╭──

//! Request/reply façade over the pool and the event processor

use std::future::Future;
use std::sync::Arc;
use std::time::Duration;

use tokio::time::timeout;
use tracing::{debug, warn};

use crate::command::{Command, CommandResult, EslResponse};
use crate::config::PoolConfig;
use crate::constants::DEFAULT_COMMAND_TIMEOUT;
use crate::decoder::EslDecoder;
use crate::dispatcher::DispatcherConfig;
use crate::error::{EslError, EslResult};
use crate::event::EslEvent;
use crate::headers::ContentType;
use crate::pool::{Pool, PoolStats};
use crate::processor::EventProcessor;
use crate::transport::Transport;

/// Options for [`EslClient::with_options`].
#[derive(Debug, Clone)]
pub struct ClientOptions {
    pub pool: PoolConfig,
    pub dispatcher: DispatcherConfig,
    /// Round-trip deadline for commands without their own timeout. Default: 5s.
    pub command_timeout: Duration,
}

impl Default for ClientOptions {
    fn default() -> Self {
        Self {
            pool: PoolConfig::default(),
            dispatcher: DispatcherConfig::default(),
            command_timeout: DEFAULT_COMMAND_TIMEOUT,
        }
    }
}

/// Pooled ESL client.
///
/// Each command borrows a transport, writes the command and reads frames
/// until the reply arrives. Event frames read in the meantime are handed to
/// the event processor.
///
/// ```rust,no_run
/// use freeswitch_esl_pool::{EslClient, EslError, PoolConfig};
///
/// #[tokio::main]
/// async fn main() -> Result<(), EslError> {
///     let client = EslClient::connect(PoolConfig::new("localhost", 8021)).await?;
///
///     client.on_event("BACKGROUND_JOB", |event| {
///         println!("job {} done", event.job_uuid().unwrap_or("?"));
///     });
///
///     let response = client.api("status").await?;
///     println!("Status: {}", response.body().unwrap_or("No body"));
///
///     let job = client.bgapi("status").await?;
///     println!("Job-UUID: {}", job);
///
///     client.close().await;
///     Ok(())
/// }
/// ```
pub struct EslClient {
    pool: Pool,
    processor: EventProcessor<EslDecoder>,
    command_timeout: Duration,
}

impl EslClient {
    /// Connect with default dispatcher settings and command timeout.
    pub async fn connect(config: PoolConfig) -> EslResult<Self> {
        Self::with_options(ClientOptions {
            pool: config,
            ..ClientOptions::default()
        })
        .await
    }

    pub async fn with_options(options: ClientOptions) -> EslResult<Self> {
        let pool = Pool::new(options.pool).await?;
        let processor = EventProcessor::new(EslDecoder, options.dispatcher);
        Ok(Self {
            pool,
            processor,
            command_timeout: options.command_timeout,
        })
    }

    /// Send a command and wait for the reply.
    ///
    /// The round trip is bounded by the command's own timeout, else the
    /// client default; on expiry the transport is closed rather than reused,
    /// since a late reply would desynchronize it. The reply is returned as
    /// received; use [`EslResponse::into_result`] to turn `-ERR` into an
    /// error. A result sink set with [`Command::on_result`] receives the
    /// outcome either way.
    pub async fn send(&self, mut command: Command) -> EslResult<EslResponse> {
        let sink = command.take_result_sink();
        let deadline = command
            .timeout_value()
            .unwrap_or(self.command_timeout);

        let outcome = match command.encode() {
            Ok(wire) => {
                if command
                    .verb()
                    .starts_with("auth ")
                {
                    debug!("Sending command: auth [REDACTED]");
                } else {
                    debug!("Sending command: {}", wire.trim());
                }
                self.exchange(&wire, deadline)
                    .await
            }
            Err(e) => Err(e),
        };

        if let Some(tx) = sink {
            if tx
                .send(CommandResult::from_outcome(&outcome))
                .is_err()
            {
                debug!("Result receiver dropped before delivery");
            }
        }
        outcome
    }

    async fn exchange(&self, wire: &str, deadline: Duration) -> EslResult<EslResponse> {
        let transport = self
            .pool
            .get()
            .await?;

        let result = match timeout(deadline, self.round_trip(&transport, wire)).await {
            Ok(result) => result,
            Err(_) => Err(EslError::Timeout {
                timeout_ms: u64::try_from(deadline.as_millis()).unwrap_or(u64::MAX),
            }),
        };

        match &result {
            Ok(response) => debug!("Received response: success={}", response.is_success()),
            Err(e) if e.is_transport_fatal() => {
                warn!("Closing transport {} after error: {}", transport.id(), e);
                transport
                    .close()
                    .await;
            }
            Err(_) => {}
        }
        self.pool
            .put(transport)
            .await;
        result
    }

    async fn round_trip(&self, transport: &Transport, wire: &str) -> EslResult<EslResponse> {
        transport
            .write_frame(wire.as_bytes())
            .await?;

        loop {
            let frame = transport
                .read_frame()
                .await?;
            match frame.content_type() {
                Some(ct) if ct.is_event() => {
                    if let Err(e) = self
                        .processor
                        .process(frame.as_bytes())
                        .await
                    {
                        warn!("Dropping event frame read during command: {}", e);
                    }
                }
                Some(ContentType::DisconnectNotice) => {
                    return Err(EslError::frame("server sent disconnect notice"));
                }
                _ => return EslResponse::from_frame(&frame),
            }
        }
    }

    /// Execute `api <command>`.
    ///
    /// ```rust,no_run
    /// # async fn example(client: &freeswitch_esl_pool::EslClient) -> Result<(), freeswitch_esl_pool::EslError> {
    /// let response = client.api("global_getvar hostname").await?;
    /// println!("{}", response.body().unwrap_or(""));
    /// # Ok(())
    /// # }
    /// ```
    pub async fn api(&self, command: &str) -> EslResult<EslResponse> {
        self.send(Command::api(command))
            .await
    }

    /// Execute `bgapi <command>` and return the job UUID.
    ///
    /// The command's output arrives later as a `BACKGROUND_JOB` event with
    /// the same `Job-UUID`.
    pub async fn bgapi(&self, command: &str) -> EslResult<String> {
        let response = self
            .send(Command::bgapi(command))
            .await?
            .into_result()?;
        response
            .job_uuid()
            .map(str::to_string)
            .ok_or_else(|| EslError::UnexpectedReply {
                reply_text: response
                    .reply_text()
                    .unwrap_or("")
                    .to_string(),
            })
    }

    /// Register a listener; `"*"` receives every event.
    pub fn on_event<F>(&self, name: impl Into<String>, listener: F)
    where
        F: Fn(&EslEvent) + Send + Sync + 'static,
    {
        self.processor
            .dispatcher()
            .register(name, listener);
    }

    /// Register an async handler for events named exactly `name`.
    pub fn on_event_handler<F, Fut>(&self, name: impl Into<String>, handler: F)
    where
        F: Fn(Arc<EslEvent>) -> Fut + Send + Sync + 'static,
        Fut: Future<Output = ()> + Send + 'static,
    {
        self.processor
            .register_handler(name, handler);
    }

    /// Feed a raw frame obtained elsewhere through the event processor.
    pub async fn process(&self, frame: &[u8]) -> EslResult<()> {
        self.processor
            .process(frame)
            .await
    }

    /// Underlying pool, for direct transport access.
    pub fn pool(&self) -> &Pool {
        &self.pool
    }

    pub fn stats(&self) -> PoolStats {
        self.pool
            .stats()
    }

    /// Close the pool. Idempotent.
    pub async fn close(&self) {
        self.pool
            .close()
            .await;
    }
}

impl std::fmt::Debug for EslClient {
    fn fmt(&self, f: &mut std::fmt::Formatter<'_>) -> std::fmt::Result {
        f.debug_struct("EslClient")
            .field("pool", &self.pool)
            .field("command_timeout", &self.command_timeout)
            .finish()
    }
}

╰──

→ Instructions for the task
Your task is to set down only the lines that run from the opening of the listing to the line with "timeout. Default: 5s.", both ends included, each unchanged.

→ Task answer
//! Request/reply façade over the pool and the event processor

use std::future::Future;
use std::sync::Arc;
use std::time::Duration;

use tokio::time::timeout;
use tracing::{debug, warn};

use crate::command::{Command, CommandResult, EslResponse};
use crate::config::PoolConfig;
use crate::constants::DEFAULT_COMMAND_TIMEOUT;
use crate::decoder::EslDecoder;
use crate::dispatcher::DispatcherConfig;
use crate::error::{EslError, EslResult};
use crate::event::EslEvent;
use crate::headers::ContentType;
use crate::pool::{Pool, PoolStats};
use crate::processor::EventProcessor;
use crate::transport::Transport;

/// Options for [`EslClient::with_options`].
#[derive(Debug, Clone)]
pub struct ClientOptions {
    pub pool: PoolConfig,
    pub dispatcher: DispatcherConfig,
    /// Round-trip deadline for commands without their own timeout. Default: 5s.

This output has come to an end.